Latina, Riccardi: "Non aver sfondato nella Roma l'ho vissuta malissimo. Ho mollato pensando che esistevano solo i giallorossi per me"
In una lunga intervista a Cronache di Spogliatoio, Alessio Riccardi ha raccontato di come è passato a essere un predestinato in casa Roma a giocare in Serie C per il Latina. Ecco le sue parole.
Hai iniziato con la Lazio C5 da piccolo.
"Solo perché era l’unica squadra nel mio quartiere eh!".
La tua famiglia è da sempre tutta romanista.
"Ricordo il giorno in cui mia madre mi disse: Alè, devi fare il provino con la Roma. Ero piccolo, lì per lì neanche ci credevo. Mi dicevo: Ma perché tra tutti i bambini che ci sono, proprio io?!. Fin lì il calcio era stato solo divertimento: giocavo ogni giorno con i miei amici".

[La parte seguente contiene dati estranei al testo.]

//! Job Service: the single point of entry for backend calls.
//!
//! `JobService` is the seam the controller talks to. `HttpJobService` is the
//! production backend: one multipart POST per generate, one empty POST per
//! regenerate. No retries.

use async_trait::async_trait;
use reqwest::{multipart, Client, Response};
use tracing::{debug, warn};

use crate::errors::ClientError;
use crate::models::form::{FormInput, ResumeInput, UploadedFile};
use crate::models::job::{JobId, JobResult};

pub mod endpoints;

pub use endpoints::Endpoints;

// ────────────────────────────────────────────────────────────────────────────
// Trait definition
// ────────────────────────────────────────────────────────────────────────────

/// The remote job backend. Implement this to drive the controller from
/// something other than HTTP.
#[cfg_attr(not(target_arch = "wasm32"), async_trait)]
#[cfg_attr(target_arch = "wasm32", async_trait(?Send))]
pub trait JobService {
    async fn generate(&self, form: &FormInput) -> Result<JobResult, ClientError>;

    async fn regenerate(&self, job_id: &JobId) -> Result<JobResult, ClientError>;
}

// ────────────────────────────────────────────────────────────────────────────
// Multipart field layout
// ────────────────────────────────────────────────────────────────────────────

pub const FIELD_JD: &str = "jd";
pub const FIELD_COMPANY: &str = "company";
pub const FIELD_RESUME_MODE: &str = "resume_mode";
pub const FIELD_BASE_RESUME: &str = "base_resume";
pub const FIELD_RESUME_FILE: &str = "resume_file";

#[derive(Debug, Clone, PartialEq)]
pub enum FormField {
    Text(&'static str, String),
    File(&'static str, UploadedFile),
}

impl FormField {
    pub fn name(&self) -> &'static str {
        match self {
            FormField::Text(name, _) | FormField::File(name, _) => name,
        }
    }
}

/// Lays out the `/generate` body in submission order.
///
/// Pasted text is trimmed. In upload mode with no file picked the
/// `resume_file` field is left out entirely.
pub fn generate_fields(form: &FormInput) -> Vec<FormField> {
    let mut fields = vec![
        FormField::Text(FIELD_JD, form.job_description.clone()),
        FormField::Text(FIELD_COMPANY, form.company.clone()),
        FormField::Text(FIELD_RESUME_MODE, form.mode().as_str().to_string()),
    ];

    match &form.resume {
        ResumeInput::Paste(text) => {
            fields.push(FormField::Text(FIELD_BASE_RESUME, text.trim().to_string()));
        }
        ResumeInput::Upload(Some(file)) => {
            fields.push(FormField::File(FIELD_RESUME_FILE, file.clone()));
        }
        ResumeInput::Upload(None) => {
            debug!("No resume file selected; submitting without {FIELD_RESUME_FILE}");
        }
    }

    fields
}

fn to_multipart(fields: Vec<FormField>) -> Result<multipart::Form, ClientError> {
    let mut form = multipart::Form::new();
    for field in fields {
        form = match field {
            FormField::Text(name, value) => form.text(name, value),
            FormField::File(name, file) => {
                let mut part = multipart::Part::bytes(file.bytes.to_vec()).file_name(file.file_name);
                if let Some(content_type) = file.content_type.as_deref() {
                    part = part.mime_str(content_type)?;
                }
                form.part(name, part)
            }
        };
    }
    Ok(form)
}

// ────────────────────────────────────────────────────────────────────────────
// HttpJobService
// ────────────────────────────────────────────────────────────────────────────

#[derive(Clone)]
pub struct HttpJobService {
    client: Client,
    endpoints: Endpoints,
}

impl HttpJobService {
    pub fn new(client: Client, endpoints: Endpoints) -> Self {
        Self { client, endpoints }
    }

    /// Builds the shared HTTP client with a per-request timeout.
    #[cfg(not(target_arch = "wasm32"))]
    pub fn with_timeout(
        endpoints: Endpoints,
        timeout: std::time::Duration,
    ) -> Result<Self, ClientError> {
        let client = Client::builder().timeout(timeout).build()?;
        Ok(Self::new(client, endpoints))
    }
}

/// Non-success → `RequestFailed` carrying the text body; success → `JobResult`.
async fn read_job_result(response: Response) -> Result<JobResult, ClientError> {
    let status = response.status();
    let body = response.text().await?;

    if !status.is_success() {
        warn!("Job service returned {}: {}", status, body);
        return Err(ClientError::RequestFailed {
            status: status.as_u16(),
            body,
        });
    }

    let result: JobResult = serde_json::from_str(&body)?;
    debug!(
        "Job service call succeeded: job_id={}, versions={}",
        result.job_id,
        result.all_versions.len()
    );
    Ok(result)
}

#[cfg_attr(not(target_arch = "wasm32"), async_trait)]
#[cfg_attr(target_arch = "wasm32", async_trait(?Send))]
impl JobService for HttpJobService {
    async fn generate(&self, form: &FormInput) -> Result<JobResult, ClientError> {
        let body = to_multipart(generate_fields(form))?;
        let response = self
            .client
            .post(self.endpoints.generate())
            .multipart(body)
            .send()
            .await?;
        read_job_result(response).await
    }

    async fn regenerate(&self, job_id: &JobId) -> Result<JobResult, ClientError> {
        let response = self
            .client
            .post(self.endpoints.regenerate(job_id))
            .send()
            .await?;
        read_job_result(response).await
    }
}

#[cfg(test)]
mod tests {
    use super::*;
    use crate::models::form::ResumeMode;

    fn form(resume: ResumeInput) -> FormInput {
        FormInput {
            job_description: "Senior Rust engineer".to_string(),
            company: "Acme".to_string(),
            resume,
        }
    }

    fn names(fields: &[FormField]) -> Vec<&'static str> {
        fields.iter().map(FormField::name).collect()
    }

    #[test]
    fn test_paste_mode_sends_trimmed_base_resume() {
        let fields = generate_fields(&form(ResumeInput::Paste("  Jane Doe\nRust  \n".to_string())));
        assert_eq!(
            names(&fields),
            vec![FIELD_JD, FIELD_COMPANY, FIELD_RESUME_MODE, FIELD_BASE_RESUME]
        );
        assert_eq!(
            fields[2],
            FormField::Text(FIELD_RESUME_MODE, ResumeMode::Paste.as_str().to_string())
        );
        assert_eq!(
            fields[3],
            FormField::Text(FIELD_BASE_RESUME, "Jane Doe\nRust".to_string())
        );
    }

    #[test]
    fn test_upload_mode_sends_file_part() {
        let file = UploadedFile {
            file_name: "resume.docx".to_string(),
            content_type: None,
            bytes: bytes::Bytes::from_static(b"PK\x03\x04"),
        };
        let fields = generate_fields(&form(ResumeInput::Upload(Some(file.clone()))));
        assert_eq!(
            names(&fields),
            vec![FIELD_JD, FIELD_COMPANY, FIELD_RESUME_MODE, FIELD_RESUME_FILE]
        );
        assert_eq!(fields[3], FormField::File(FIELD_RESUME_FILE, file));
    }

    #[test]
    fn test_upload_mode_without_file_omits_field() {
        let fields = generate_fields(&form(ResumeInput::Upload(None)));
        assert_eq!(names(&fields), vec![FIELD_JD, FIELD_COMPANY, FIELD_RESUME_MODE]);
        assert_eq!(
            fields[2],
            FormField::Text(FIELD_RESUME_MODE, "upload".to_string())
        );
    }

    #[test]
    fn test_job_description_is_not_trimmed() {
        let mut input = form(ResumeInput::Paste(String::new()));
        input.job_description = "  leading space\n".to_string();
        let fields = generate_fields(&input);
        assert_eq!(fields[0], FormField::Text(FIELD_JD, "  leading space\n".to_string()));
    }

    #[test]
    fn test_invalid_content_type_is_an_error() {
        let file = UploadedFile {
            file_name: "resume.docx".to_string(),
            content_type: Some("not a mime type".to_string()),
            bytes: bytes::Bytes::new(),
        };
        assert!(to_multipart(vec![FormField::File(FIELD_RESUME_FILE, file)]).is_err());
    }
}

Il tuo rapporto con Alberto De Rossi?
"In tre anni con lui, credo che mi abbia fatto saltare solo una partita. È uno dei mister che non scorderò mai. Mi lasciava libero di sbagliare, come giusto che sia. E mi è rimasto accanto anche dopo il mio addio alla Roma".
I tifosi hanno visto da subito qualcosa in te.
!Io giocavo solo per divertirmi. Poi comunque su Instagram mi arrivavano centinaia di messaggi dai tifosi. Lì ho iniziato a capire che in me vedevano qualcosa in più. Avevano delle aspettative. Non sentivo la pressione lì, anzi forse era una spinta in più per me. Li rappresentavo e mi piaceva".
Nel 2017/2018 inizi ad essere aggregato in Prima Squadra.
"Quella Roma era veramente forte. De Rossi, Dzeko, Kolarov… erano fenomenali. Non sbagliavano mai, erano campioni fortissimi".
Questo è sempre stato il tuo sogno?
"Sono cresciuto con Totti, era lui il mio idolo. Mi è dispiaciuto non essere allo stadio il giorno del suo ritiro: eravamo in trasferta, così l’ho seguito dal cellulare. Penso sia stata una giornata indimenticabile. Ho ancora i brividi".
Il 14 gennaio 2019 debutti con la Roma in Coppa Italia.
"Mi ricordo tutto benissimo: durante il giorno i compagni mi avevano detto: Oh guarda che stasera entri, eh!. E quindi io già dalla mattina avevo l’ansia. Quando poi il mister mi ha chiamato, ho pensato: Mamma mia, sto entrando all’Olimpico. Poi basta: come sono entrato in campo, ho pensato solo alla partita".
Poi cosa è successo?
"Ricordo che quando arrivò Ranieri, pensai: Oddio… ma ora mi tengono in Prima Squadra o mi rimandano in Primavera?. Fino a quel momento, ero stato lì perché mi voleva Di Francesco, ma per fortuna Ranieri mi fece rimanere".
Il 26 maggio 2019 Daniele De Rossi dice addio alla Roma e Ranieri ti volle in campo.
"Ero appena tornato da una trasferta con la Primavera, ma ha voluto che facessi parte di quel momento. Io, Pellegrini, Florenzi… e De Rossi tutti in linea? Forse è stata una casualità, non ci ho fatto caso. Ma è stato un momento emozionante, da brividi. L’addio di una bandiera del calcio. Ho ancora la sua maglia autografata, la tengo a casa con cura. Daniele è stato la Roma: come sono arrivato in prima squadra, mi è sempre rimasto vicino, mi ha riempito di consigli. Si respirava qualcosa di particolare quando c’era lui, percepivi l’aurea del campione. Era sempre perfetto: quando parlava non diceva mai una cosa sbagliata".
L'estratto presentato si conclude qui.